## ASSIGNED TASK
Could you copy every line from the material below in which "crate" appears?
Content starts
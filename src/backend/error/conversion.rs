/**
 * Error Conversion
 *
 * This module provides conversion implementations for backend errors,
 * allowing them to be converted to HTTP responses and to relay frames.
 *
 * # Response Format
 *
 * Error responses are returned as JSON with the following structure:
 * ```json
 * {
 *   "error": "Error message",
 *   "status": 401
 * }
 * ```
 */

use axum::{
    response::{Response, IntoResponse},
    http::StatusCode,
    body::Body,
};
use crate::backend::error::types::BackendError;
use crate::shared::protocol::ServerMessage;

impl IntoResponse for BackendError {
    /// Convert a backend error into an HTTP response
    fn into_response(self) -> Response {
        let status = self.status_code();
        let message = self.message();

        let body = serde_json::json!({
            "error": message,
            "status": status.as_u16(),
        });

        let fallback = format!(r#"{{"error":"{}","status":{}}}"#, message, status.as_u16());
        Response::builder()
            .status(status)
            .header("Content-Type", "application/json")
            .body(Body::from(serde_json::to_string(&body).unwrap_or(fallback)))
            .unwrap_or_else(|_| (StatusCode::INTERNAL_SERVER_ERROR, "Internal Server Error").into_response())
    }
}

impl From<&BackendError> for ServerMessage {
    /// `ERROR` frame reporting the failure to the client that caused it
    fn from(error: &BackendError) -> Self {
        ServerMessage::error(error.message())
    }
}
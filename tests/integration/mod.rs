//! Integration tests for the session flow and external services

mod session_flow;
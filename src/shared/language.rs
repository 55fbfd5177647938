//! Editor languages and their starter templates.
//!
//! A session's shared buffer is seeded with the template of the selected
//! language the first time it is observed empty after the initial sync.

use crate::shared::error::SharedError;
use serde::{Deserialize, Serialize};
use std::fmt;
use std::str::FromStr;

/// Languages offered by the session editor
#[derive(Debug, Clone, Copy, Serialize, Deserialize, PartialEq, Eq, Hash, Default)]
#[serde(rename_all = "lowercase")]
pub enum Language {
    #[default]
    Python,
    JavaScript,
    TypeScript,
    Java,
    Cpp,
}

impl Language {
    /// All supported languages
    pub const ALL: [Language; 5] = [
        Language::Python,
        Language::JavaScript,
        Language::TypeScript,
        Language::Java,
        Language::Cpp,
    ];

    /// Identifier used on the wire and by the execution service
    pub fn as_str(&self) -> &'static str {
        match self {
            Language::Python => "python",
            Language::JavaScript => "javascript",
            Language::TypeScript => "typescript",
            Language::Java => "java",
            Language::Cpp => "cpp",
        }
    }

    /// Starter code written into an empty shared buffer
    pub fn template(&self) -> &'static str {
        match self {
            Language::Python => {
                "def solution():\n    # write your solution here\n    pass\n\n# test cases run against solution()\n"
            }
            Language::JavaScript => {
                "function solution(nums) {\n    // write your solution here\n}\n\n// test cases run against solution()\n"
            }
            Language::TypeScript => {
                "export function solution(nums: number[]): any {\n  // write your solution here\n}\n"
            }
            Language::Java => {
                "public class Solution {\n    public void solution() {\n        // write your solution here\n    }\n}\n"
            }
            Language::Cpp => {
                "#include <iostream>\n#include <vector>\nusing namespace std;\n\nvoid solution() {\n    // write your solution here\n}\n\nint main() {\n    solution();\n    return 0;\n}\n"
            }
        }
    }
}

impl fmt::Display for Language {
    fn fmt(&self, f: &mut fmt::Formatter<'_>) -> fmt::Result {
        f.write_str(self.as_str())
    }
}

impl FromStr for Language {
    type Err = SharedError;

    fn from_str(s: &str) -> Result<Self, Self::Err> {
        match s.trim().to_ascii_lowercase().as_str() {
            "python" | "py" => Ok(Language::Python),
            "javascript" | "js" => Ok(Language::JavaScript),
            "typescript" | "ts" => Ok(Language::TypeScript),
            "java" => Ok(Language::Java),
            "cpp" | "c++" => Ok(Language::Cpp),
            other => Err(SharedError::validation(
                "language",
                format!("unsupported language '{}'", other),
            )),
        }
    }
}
Content ends
Content starts
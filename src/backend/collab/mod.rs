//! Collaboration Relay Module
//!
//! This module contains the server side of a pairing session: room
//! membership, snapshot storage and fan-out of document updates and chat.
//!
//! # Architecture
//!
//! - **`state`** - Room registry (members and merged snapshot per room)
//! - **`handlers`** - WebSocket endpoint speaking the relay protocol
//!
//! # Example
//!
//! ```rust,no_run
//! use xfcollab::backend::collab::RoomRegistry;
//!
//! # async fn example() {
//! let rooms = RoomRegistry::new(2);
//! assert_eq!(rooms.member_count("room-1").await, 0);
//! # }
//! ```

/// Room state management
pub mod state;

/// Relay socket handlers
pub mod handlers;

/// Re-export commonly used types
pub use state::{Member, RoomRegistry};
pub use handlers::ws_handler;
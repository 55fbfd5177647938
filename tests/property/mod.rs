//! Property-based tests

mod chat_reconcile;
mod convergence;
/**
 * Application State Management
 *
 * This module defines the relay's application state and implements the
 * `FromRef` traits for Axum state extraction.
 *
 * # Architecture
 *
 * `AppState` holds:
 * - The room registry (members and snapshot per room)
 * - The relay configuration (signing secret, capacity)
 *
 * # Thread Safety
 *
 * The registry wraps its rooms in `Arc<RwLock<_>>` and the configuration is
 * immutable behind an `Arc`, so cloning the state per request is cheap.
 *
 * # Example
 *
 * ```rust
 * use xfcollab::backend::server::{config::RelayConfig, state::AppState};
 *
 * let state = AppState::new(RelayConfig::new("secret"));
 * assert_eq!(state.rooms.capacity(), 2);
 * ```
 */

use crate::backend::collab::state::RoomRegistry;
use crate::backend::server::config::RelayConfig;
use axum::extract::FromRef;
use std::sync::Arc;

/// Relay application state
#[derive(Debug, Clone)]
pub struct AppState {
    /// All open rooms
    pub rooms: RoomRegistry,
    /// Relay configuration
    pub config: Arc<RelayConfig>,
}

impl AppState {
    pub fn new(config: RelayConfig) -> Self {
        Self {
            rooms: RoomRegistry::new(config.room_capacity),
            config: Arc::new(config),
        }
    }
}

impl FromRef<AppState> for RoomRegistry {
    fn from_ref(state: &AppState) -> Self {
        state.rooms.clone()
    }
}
Content ends
## EXPECTED OUTPUT
use crate::backend::error::types::BackendError;
use crate::shared::protocol::ServerMessage;
use crate::shared::error::SharedError;
use crate::backend::collab::state::RoomRegistry;
use crate::backend::server::config::RelayConfig;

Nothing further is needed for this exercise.